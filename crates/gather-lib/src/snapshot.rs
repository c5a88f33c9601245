//! File-backed metric and pod sources
//!
//! A [`Snapshot`] captures everything one gather pass needs: the scale target,
//! its metric specs, the pods in its namespace and the samples each metrics API
//! would return. [`SnapshotSource`] serves it through [`MetricsClient`] and
//! [`PodLister`] so the gatherers run unchanged against recorded data.

use crate::client::{async_trait, MetricsClient, PodLister};
use crate::models::{PodMetricsInfo, ScaleState};
use crate::selector::Workload;
use anyhow::{anyhow, Context, Result};
use chrono::{DateTime, Utc};
use k8s_openapi::api::autoscaling::v2::{CrossVersionObjectReference, MetricSpec};
use k8s_openapi::api::core::v1::Pod;
use kube::core::{Selector, SelectorExt};
use serde::{Deserialize, Serialize};
use std::collections::BTreeMap;
use std::io::Read;
use std::path::Path;

/// Value reported for a single object
#[derive(Debug, Clone, PartialEq, Serialize, Deserialize)]
pub struct ObjectSample {
    pub object: CrossVersionObjectReference,
    pub metric: String,
    pub value: i64,
    pub timestamp: DateTime<Utc>,
}

/// One labelled external series
#[derive(Debug, Clone, PartialEq, Eq, Serialize, Deserialize)]
pub struct ExternalSample {
    pub metric: String,
    #[serde(default)]
    pub labels: BTreeMap<String, String>,
    pub value: i64,
    pub timestamp: DateTime<Utc>,
}

/// Recorded state of a scale target and its metrics APIs
#[derive(Debug, Clone, Serialize, Deserialize)]
#[serde(rename_all = "camelCase")]
pub struct Snapshot {
    #[serde(default)]
    pub namespace: Option<String>,
    pub workload: Workload,
    #[serde(default)]
    pub scale: ScaleState,
    #[serde(default)]
    pub metrics: Vec<MetricSpec>,
    #[serde(default)]
    pub pods: Vec<Pod>,
    /// Resource name -> per-pod usage
    #[serde(default)]
    pub resource_metrics: BTreeMap<String, PodMetricsInfo>,
    /// Custom metric name -> per-pod samples
    #[serde(default)]
    pub pod_metrics: BTreeMap<String, PodMetricsInfo>,
    #[serde(default)]
    pub object_metrics: Vec<ObjectSample>,
    #[serde(default)]
    pub external_metrics: Vec<ExternalSample>,
}

impl Snapshot {
    pub fn from_json(json: &str) -> Result<Self> {
        serde_json::from_str(json).context("Failed to parse snapshot")
    }

    pub fn from_reader(mut reader: impl Read) -> Result<Self> {
        let mut json = String::new();
        reader
            .read_to_string(&mut json)
            .context("Failed to read snapshot")?;
        Self::from_json(&json)
    }

    pub fn load(path: &Path) -> Result<Self> {
        let json = std::fs::read_to_string(path)
            .with_context(|| format!("Failed to read {}", path.display()))?;
        Self::from_json(&json)
    }
}

/// Serves a [`Snapshot`] as metrics APIs and pod cache
#[derive(Debug, Clone)]
pub struct SnapshotSource {
    snapshot: Snapshot,
    captured_at: DateTime<Utc>,
}

impl SnapshotSource {
    pub fn new(snapshot: Snapshot) -> Self {
        Self {
            snapshot,
            captured_at: Utc::now(),
        }
    }

    pub fn snapshot(&self) -> &Snapshot {
        &self.snapshot
    }

    fn pod_names(&self, selector: &Selector) -> Vec<&str> {
        self.snapshot
            .pods
            .iter()
            .filter(|p| pod_matches(p, selector))
            .filter_map(|p| p.metadata.name.as_deref())
            .collect()
    }

    /// Samples of the selected pods, stamped with the newest sample time
    fn select_samples(
        &self,
        samples: &PodMetricsInfo,
        selector: &Selector,
    ) -> (PodMetricsInfo, DateTime<Utc>) {
        let names = self.pod_names(selector);
        let selected: PodMetricsInfo = samples
            .iter()
            .filter(|(name, _)| names.contains(&name.as_str()))
            .map(|(name, sample)| (name.clone(), *sample))
            .collect();
        let timestamp = selected
            .values()
            .map(|s| s.timestamp)
            .max()
            .unwrap_or(self.captured_at);
        (selected, timestamp)
    }
}

#[async_trait]
impl MetricsClient for SnapshotSource {
    async fn resource_metric(
        &self,
        resource: &str,
        _namespace: &str,
        selector: &Selector,
    ) -> Result<(PodMetricsInfo, DateTime<Utc>)> {
        let samples = self
            .snapshot
            .resource_metrics
            .get(resource)
            .ok_or_else(|| anyhow!("no metrics returned from resource metrics API"))?;
        Ok(self.select_samples(samples, selector))
    }

    async fn raw_metric(
        &self,
        metric_name: &str,
        _namespace: &str,
        selector: &Selector,
        _metric_selector: &Selector,
    ) -> Result<(PodMetricsInfo, DateTime<Utc>)> {
        let samples = self
            .snapshot
            .pod_metrics
            .get(metric_name)
            .ok_or_else(|| anyhow!("no metrics returned from custom metrics API"))?;
        Ok(self.select_samples(samples, selector))
    }

    async fn object_metric(
        &self,
        metric_name: &str,
        _namespace: &str,
        object: &CrossVersionObjectReference,
        _metric_selector: &Selector,
    ) -> Result<(i64, DateTime<Utc>)> {
        self.snapshot
            .object_metrics
            .iter()
            .find(|s| {
                s.metric == metric_name
                    && s.object.kind == object.kind
                    && s.object.name == object.name
            })
            .map(|s| (s.value, s.timestamp))
            .ok_or_else(|| anyhow!("no metrics returned from custom metrics API"))
    }

    async fn external_metric(
        &self,
        metric_name: &str,
        _namespace: &str,
        metric_selector: &Selector,
    ) -> Result<(Vec<i64>, DateTime<Utc>)> {
        let series: Vec<&ExternalSample> = self
            .snapshot
            .external_metrics
            .iter()
            .filter(|s| s.metric == metric_name && metric_selector.matches(&s.labels))
            .collect();

        let timestamp = series
            .iter()
            .map(|s| s.timestamp)
            .max()
            .ok_or_else(|| anyhow!("no metrics returned from external metrics API"))?;

        Ok((series.iter().map(|s| s.value).collect(), timestamp))
    }
}

#[async_trait]
impl PodLister for SnapshotSource {
    async fn list_pods(&self, _namespace: &str, selector: &Selector) -> Result<Vec<Pod>> {
        Ok(self
            .snapshot
            .pods
            .iter()
            .filter(|p| pod_matches(p, selector))
            .cloned()
            .collect())
    }
}

fn pod_matches(pod: &Pod, selector: &Selector) -> bool {
    match &pod.metadata.labels {
        Some(labels) => selector.matches(labels),
        None => selector.matches(&BTreeMap::new()),
    }
}
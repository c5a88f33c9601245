//! Gather metrics for the scale target recorded in a snapshot

use anyhow::{anyhow, Result};
use gather_lib::{
    metric_name, target_type, GatherBuilder, Gatherer, Metric, MetricPayload, MetricSourceType,
    Snapshot, SnapshotSource, StructuredLogger,
};
use std::sync::Arc;
use tabled::Tabled;

use crate::config::Settings;
use crate::output::{
    color_gap, format_milli, print_success, print_table, print_warning, OutputFormat,
};

const VERSION: &str = env!("CARGO_PKG_VERSION");

/// Row for the gathered metrics table
#[derive(Tabled)]
struct MetricRow {
    #[tabled(rename = "Source")]
    source: String,
    #[tabled(rename = "Metric")]
    metric: String,
    #[tabled(rename = "Target")]
    target: String,
    #[tabled(rename = "Current")]
    current: String,
    #[tabled(rename = "Ready")]
    ready: String,
    #[tabled(rename = "Missing")]
    missing: String,
    #[tabled(rename = "Ignored")]
    ignored: String,
    #[tabled(rename = "Replicas")]
    replicas: i32,
}

impl From<&Metric> for MetricRow {
    fn from(metric: &Metric) -> Self {
        let (current, missing, ignored) = match &metric.payload {
            MetricPayload::Resource(m) => (
                average_sample(m.pod_metrics_info.values().map(|s| s.value)),
                color_gap(m.missing_pods.len()),
                color_gap(m.ignored_pods.len()),
            ),
            MetricPayload::Pods(m) => (
                average_sample(m.pod_metrics_info.values().map(|s| s.value)),
                color_gap(m.missing_pods.len()),
                "-".to_string(),
            ),
            MetricPayload::Object(m) => (current_value(&m.current), "-".into(), "-".into()),
            MetricPayload::External(m) => (current_value(&m.current), "-".into(), "-".into()),
        };

        Self {
            source: MetricSourceType::from_type(&metric.spec.type_)
                .map(|s| s.to_string())
                .unwrap_or_else(|| metric.spec.type_.clone()),
            metric: metric_name(&metric.spec).unwrap_or("-").to_string(),
            target: target_type(&metric.spec).unwrap_or("-").to_string(),
            current,
            ready: metric
                .ready_pod_count()
                .map(|c| c.to_string())
                .unwrap_or_else(|| "-".to_string()),
            missing,
            ignored,
            replicas: metric.current_replicas,
        }
    }
}

fn average_sample(values: impl Iterator<Item = i64>) -> String {
    // i128 so summing i64 samples cannot overflow
    let (sum, count) = values.fold((0i128, 0i128), |(sum, count), v| {
        (sum + i128::from(v), count + 1)
    });
    if count == 0 {
        return "-".to_string();
    }
    format!("avg {}", format_milli((sum / count) as i64))
}

fn current_value(value: &gather_lib::MetricValue) -> String {
    match (value.value, value.average_value) {
        (Some(v), _) => format_milli(v),
        (None, Some(avg)) => format!("avg {}", format_milli(avg)),
        (None, None) => "-".to_string(),
    }
}

/// Run one gather pass over `snapshot`
pub async fn gather_snapshot(
    snapshot: Snapshot,
    namespace: Option<String>,
    settings: &Settings,
    format: OutputFormat,
) -> Result<()> {
    let namespace = namespace
        .or_else(|| snapshot.namespace.clone())
        .unwrap_or_else(|| settings.default_namespace.clone());
    let workload = snapshot.workload.clone();
    let specs = snapshot.metrics.clone();
    let scale = snapshot.scale;

    let logger = StructuredLogger::new(workload.describe());
    logger.log_startup(VERSION, &namespace, specs.len());

    let source = Arc::new(SnapshotSource::new(snapshot));
    let gather = GatherBuilder::new()
        .metrics_client(source.clone())
        .pod_lister(source)
        .config(settings.gather_config())
        .build()?;

    let metrics = match gather.get_metrics(&workload, &specs, &namespace, &scale).await {
        Ok(metrics) => metrics,
        Err(e) => {
            logger.log_gather_failed(&namespace, &e.to_string());
            return Err(anyhow!(e.to_string()));
        }
    };
    logger.log_gather_complete(&namespace, metrics.len(), specs.len());

    let rows: Vec<MetricRow> = metrics.iter().map(MetricRow::from).collect();
    print_table(&rows, &metrics, format)?;

    if let OutputFormat::Table = format {
        let summary = format!(
            "Gathered {} of {} metrics for {} in {}",
            metrics.len(),
            specs.len(),
            workload.describe(),
            namespace
        );
        if metrics.len() < specs.len() {
            print_warning(&summary);
        } else {
            print_success(&summary);
        }
    }

    Ok(())
}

-------------------------

WHAT IS BEING ASKED: Extract every line containing the string "Option" from the material.

SOLUTION TO THIS EXERCISE:
    pub namespace: Option<String>,
    namespace: Option<String>,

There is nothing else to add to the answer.